Work required: Copy the lines below verbatim, beginning with the line that includes "u64, limit: u64" and continuing to the end; leave out everything before it.

[Dataset excerpts Boundary: Start]

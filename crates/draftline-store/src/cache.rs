use draftline_core::{CachedDraftRecord, DraftError, DraftSnapshot, StorageKey};
use thiserror::Error;

/// Local cache failures. All of them are soft: the remote tier is the
/// durable backstop, so callers log these and carry on.
#[derive(Error, Debug)]
#[non_exhaustive]
pub enum StoreError {
    #[error("draft cache I/O failed: {0}")]
    Io(#[from] std::io::Error),

    #[error(transparent)]
    Encode(#[from] DraftError),

    #[error("draft for {key} is {bytes} bytes, over the {limit} byte quota")]
    QuotaExceeded { key: StorageKey, bytes: u64, limit: u64 },

    #[error("draft storage unavailable: {0}")]
    Unavailable(String),
}

/// Key-scoped, synchronous, best-effort draft store that survives restarts.
pub trait LocalDraftCache: Send + Sync {
    /// Store `snapshot` under `key`, stamped with the current time.
    fn write(&self, key: &StorageKey, snapshot: &DraftSnapshot) -> Result<(), StoreError>;

    /// The cached record, or `None` if absent or unreadable.
    fn read(&self, key: &StorageKey) -> Option<CachedDraftRecord>;

    /// Remove the record. Removing an absent key is not an error.
    fn clear(&self, key: &StorageKey) -> Result<(), StoreError>;

    /// Flag the record as restored. Later writes keep the flag until the
    /// key is cleared. No-op when the key has no record.
    fn mark_restored(&self, key: &StorageKey) -> Result<(), StoreError>;
}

[Dataset excerpts Boundary: End]

Response:
    QuotaExceeded { key: StorageKey, bytes: u64, limit: u64 },

    #[error("draft storage unavailable: {0}")]
    Unavailable(String),
}

/// Key-scoped, synchronous, best-effort draft store that survives restarts.
pub trait LocalDraftCache: Send + Sync {
    /// Store `snapshot` under `key`, stamped with the current time.
    fn write(&self, key: &StorageKey, snapshot: &DraftSnapshot) -> Result<(), StoreError>;

    /// The cached record, or `None` if absent or unreadable.
    fn read(&self, key: &StorageKey) -> Option<CachedDraftRecord>;

    /// Remove the record. Removing an absent key is not an error.
    fn clear(&self, key: &StorageKey) -> Result<(), StoreError>;

    /// Flag the record as restored. Later writes keep the flag until the
    /// key is cleared. No-op when the key has no record.
    fn mark_restored(&self, key: &StorageKey) -> Result<(), StoreError>;
}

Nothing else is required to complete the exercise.